How to clean up your BigQuery data warehouse?
BigQuery is a fully managed, petabyte-scale analytics data warehouse that enables businesses to analyze all their data very quickly. It stores data in a columnar format, which makes it efficient for querying large datasets. "This ease of use leads to a rapid increase in the use of BigQuery, especially in terms of storage. Don't panic, Biq Blue explains how to deal with it.
Get an overview of all your storage
The first step is to have a clear view of your storage by project and by dataset. You can use INFORMATION_SCHEMA.TABLE_STORAGE
view, to calculate the short-term data and long-term data.
SELECT table_schema AS dataset, SUM(total_logical_bytes) AS total_logical_bytes, SUM(active_logical_bytes) AS active_logical_bytes, SUM(long_term_logical_bytes) AS long_term_logical_bytes, SUM(total_physical_bytes) AS total_physical_bytes, SUM(active_physical_bytes) AS active_physical_bytes, SUM(long_term_physical_bytes) AS long_term_physical_bytes, SUM(time_travel_physical_bytes) AS time_travel_physical_bytes, FROM `INFORMATION_SCHEMA.TABLE_STORAGE` GROUP BY 1 ORDER BY 1 ASC;
Data that is frequently used is considered active
data. It automatically changes to long-term
data after 3 months. Since July 2023, BigQuery automatically compresses stored data and offers two pricing models for calculating storage costs at the dataset level: logical
or physical
(compressed). Depending on the nature of your data, one or the other will be the most appropriate. The sum of all these costs belong the sku is your monthly storage bill.
Now, if you want to save time, use Biq Blue, which will give you an overview of your entire organization in a single click.
Check the GCP official documentation too.
Delete unused storage
Now it is time to ask yourself if you need to store all this data for so long. Any data generates a cost, so it is preferable to keep only the data that you use. This is a good reminder that data storage costs money. It is important to regularly review your data storage needs to ensure that you are only storing the data that you need.
⭐ Delete unused storage
Set up the right storage billing model for each dataset
Once you have no more unused data stored, you can choose the storage billing model with no doubt, for each dataset.
⭐ Set up storage billing model
Configure the time travel window
Time travel is a very useful feature to recover modified or deleted data, up to one week.
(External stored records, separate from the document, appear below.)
//! Full browser-style session against the live server.
//!
//! # Design
//! Starts the server on a random port with a fresh in-memory store, then
//! walks an add / toggle / rotate / remove session over real HTTP using
//! ureq. Redirect following is disabled so the redirect responses
//! themselves can be asserted.

use todo_server::TodoStore;

fn agent() -> ureq::Agent {
    ureq::Agent::config_builder()
        .http_status_as_error(false)
        .max_redirects(0)
        .build()
        .new_agent()
}

#[test]
fn browser_session() {
    // Step 1: start the server on a random port.
    let std_listener = std::net::TcpListener::bind("127.0.0.1:0").unwrap();
    let addr = std_listener.local_addr().unwrap();
    std_listener.set_nonblocking(true).unwrap();

    std::thread::spawn(move || {
        let rt = tokio::runtime::Builder::new_current_thread()
            .enable_all()
            .build()
            .unwrap();
        rt.block_on(async {
            let store = TodoStore::in_memory().await.unwrap();
            store.migrate().await.unwrap();
            let listener = tokio::net::TcpListener::from_std(std_listener).unwrap();
            todo_server::run(listener, store, "public".into()).await
        })
        .unwrap();
    });

    let agent = agent();
    let base = format!("http://{addr}");

    // Step 2: the list starts empty.
    let mut resp = agent.get(format!("{base}/")).call().unwrap();
    assert_eq!(resp.status().as_u16(), 200);
    let body = resp.body_mut().read_to_string().unwrap();
    assert!(body.contains("Todos"));
    assert!(!body.contains("/todo/"));

    // Step 3: add a todo; the form redirects back to the list.
    let resp = agent
        .post(format!("{base}/add-todo"))
        .content_type("application/x-www-form-urlencoded")
        .send("title=Buy+milk".as_bytes())
        .unwrap();
    assert_eq!(resp.status().as_u16(), 303);
    assert_eq!(resp.headers().get("location").unwrap(), "/");

    // Step 4: the list now links to the new todo; pull its id out.
    let mut resp = agent.get(format!("{base}/")).call().unwrap();
    let body = resp.body_mut().read_to_string().unwrap();
    assert!(body.contains("Buy milk"));
    let marker = "/todo/";
    let start = body.find(marker).unwrap() + marker.len();
    let id = &body[start..start + 36];

    // Step 5: finish it; no referrer, so back to the list.
    let resp = agent
        .get(format!("{base}/toggle-todo/{id}"))
        .call()
        .unwrap();
    assert_eq!(resp.status().as_u16(), 303);
    assert_eq!(resp.headers().get("location").unwrap(), "/");

    // Step 6: bump its priority; the detail page reflects both changes.
    let resp = agent
        .get(format!("{base}/change-priority/{id}"))
        .call()
        .unwrap();
    assert_eq!(resp.status().as_u16(), 303);

    let mut resp = agent.get(format!("{base}/todo/{id}")).call().unwrap();
    assert_eq!(resp.status().as_u16(), 200);
    let body = resp.body_mut().read_to_string().unwrap();
    assert!(body.contains("done"));
    assert!(body.contains("high"));

    // Step 7: remove it; the detail page is gone.
    let resp = agent
        .get(format!("{base}/remove-todo/{id}"))
        .call()
        .unwrap();
    assert_eq!(resp.status().as_u16(), 303);

    let resp = agent.get(format!("{base}/todo/{id}")).call().unwrap();
    assert_eq!(resp.status().as_u16(), 404);
}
When you choose to use the physical storage billing model on a dataset, the storage used for time travel is invoiced too, and can be quite expensive. You can configure the time travel window which will impact your storage cost.
Conclusion
By following these tips, you will have a Bigquery data warehouse that only stores the data it needs, much less expensive, and much more resilient.